In this report, we survey some of the advancements in this field. First, we present an overview of techniques and benchmarks used for relation extraction then we categorise them and analyse the most promising methods. We also recognize the fallbacks and possible future directions for the field.
\end{abstract}
\section{Introduction}
Information extraction is a crucial domain in natural language processing which converts unstructured data into structured knowledge (eg, entities, relations and event) and serves as a foundational requirement for other downstream tasks. It comprises three key tasks: Named Entity Recognition (NER), Relation Extraction (RE), Event Extraction (EE). In this paper, we are going to focus on the sub-domain of Relation Extraction. The surge of large language models (LLMs) (eg, GPT-4 and Flan T5) has promoted the development of NLP, due to their extraordinary capabilities in text understanding and generation.
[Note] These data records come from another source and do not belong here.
//! Configuration loading and environment overrides.
//!
//! Precedence (highest wins): CLI flags, environment variables, config file
//! values, built-in defaults. File loading and the env merge live here; the
//! [`ServerConfig`] type itself is in `tinyolly-core`.

use std::path::Path;
use tinyolly_core::ServerConfig;
use tracing::warn;

/// Load a [`ServerConfig`] from a YAML file at `path`.
///
/// # Errors
///
/// Returns an error if the file cannot be read or the YAML is invalid.
pub fn load_config(path: &Path) -> anyhow::Result<ServerConfig> {
    let contents = std::fs::read_to_string(path)
        .map_err(|e| anyhow::anyhow!("failed to read config file {}: {e}", path.display()))?;
    let config: ServerConfig = serde_yaml::from_str(&contents)
        .map_err(|e| anyhow::anyhow!("failed to parse config YAML: {e}"))?;
    Ok(config)
}

/// Replace the port of a `host:port` listen address.
fn with_port(addr: &str, port: &str) -> String {
    match addr.rsplit_once(':') {
        Some((host, _)) => format!("{host}:{port}"),
        None => format!("{addr}:{port}"),
    }
}

fn env_var(name: &str) -> Option<String> {
    std::env::var(name).ok().filter(|v| !v.is_empty())
}

/// Apply environment variable overrides to a loaded configuration.
///
/// `RETENTION_SECONDS` is the canonical retention knob; `REDIS_TTL` is
/// honoured as an alias for deployments that predate the rename.
pub fn apply_env_overrides(config: &mut ServerConfig) {
    if let Some(raw) = env_var("MAX_METRIC_CARDINALITY") {
        match raw.parse() {
            Ok(v) => config.max_metric_cardinality = v,
            Err(_) => warn!(value = %raw, "ignoring unparseable MAX_METRIC_CARDINALITY"),
        }
    }
    if let Some(raw) = env_var("RETENTION_SECONDS").or_else(|| env_var("REDIS_TTL")) {
        match raw.parse() {
            Ok(v) => config.retention_seconds = v,
            Err(_) => warn!(value = %raw, "ignoring unparseable retention override"),
        }
    }
    if let Some(port) = env_var("GRPC_PORT") {
        config.grpc_listen_addr = with_port(&config.grpc_listen_addr, &port);
    }
    if let Some(port) = env_var("HTTP_PORT") {
        config.http_listen_addr = with_port(&config.http_listen_addr, &port);
    }
    if let Some(port) = env_var("OPAMP_PORT") {
        config.opamp_ws_listen_addr = with_port(&config.opamp_ws_listen_addr, &port);
    }
    if let Some(port) = env_var("OPAMP_REST_PORT") {
        config.opamp_rest_listen_addr = with_port(&config.opamp_rest_listen_addr, &port);
    }
    if let Some(path) = env_var("COLLECTOR_CONFIG_PATH") {
        config.collector_config_path = Some(path);
    }
    if let Some(level) = env_var("TINYOLLY_LOG_LEVEL") {
        config.logging.level = level;
    }
    if let Some(format) = env_var("TINYOLLY_LOG_FORMAT") {
        config.logging.format = format;
    }
}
Because of such advancements, there has been a wave of interest in generative methods to solve relation extraction. Because of their wide language ability, LLMs are able to understand and account for the complexity of human language which makes them more practical in real world applications as compared to other methods. They are also easily able to handle schemas as varying lengths of input without degradation in performance unlike their predecessors (RNNs)
In this report, we provide an exploration of the usage of LLMs in generative RE. We categorise LLM techniques into 3 taxonomies: One-Shot / Few-Shot, Alignment, UIE.
\section{Preliminaries of relation extraction }
\subsection{What is relation extraction}
Relation extraction is the task of extracting contextual information from unstructured data. Such as if a text says “John works for apple” then the output should be(“John”, “works\_for”, “apple”).
\textbf{Relation Classification}
Refers to classifying the relation type between two given entities
\textbf{Relation Triplet}
Refers to identifying the relation type and the corresponding head and tail entity spans
\textbf{Relation Strict}
Refers to giving the correction relation type, the span and the type of head and tail entity
\subsection{Document Level + Sentence Level}
Relation extraction is being studied upon at two different levels, document level and sentence level. Document level is more challenging because the model needs to look at “evidence” which can be present throughout the entire document no matter how long it is.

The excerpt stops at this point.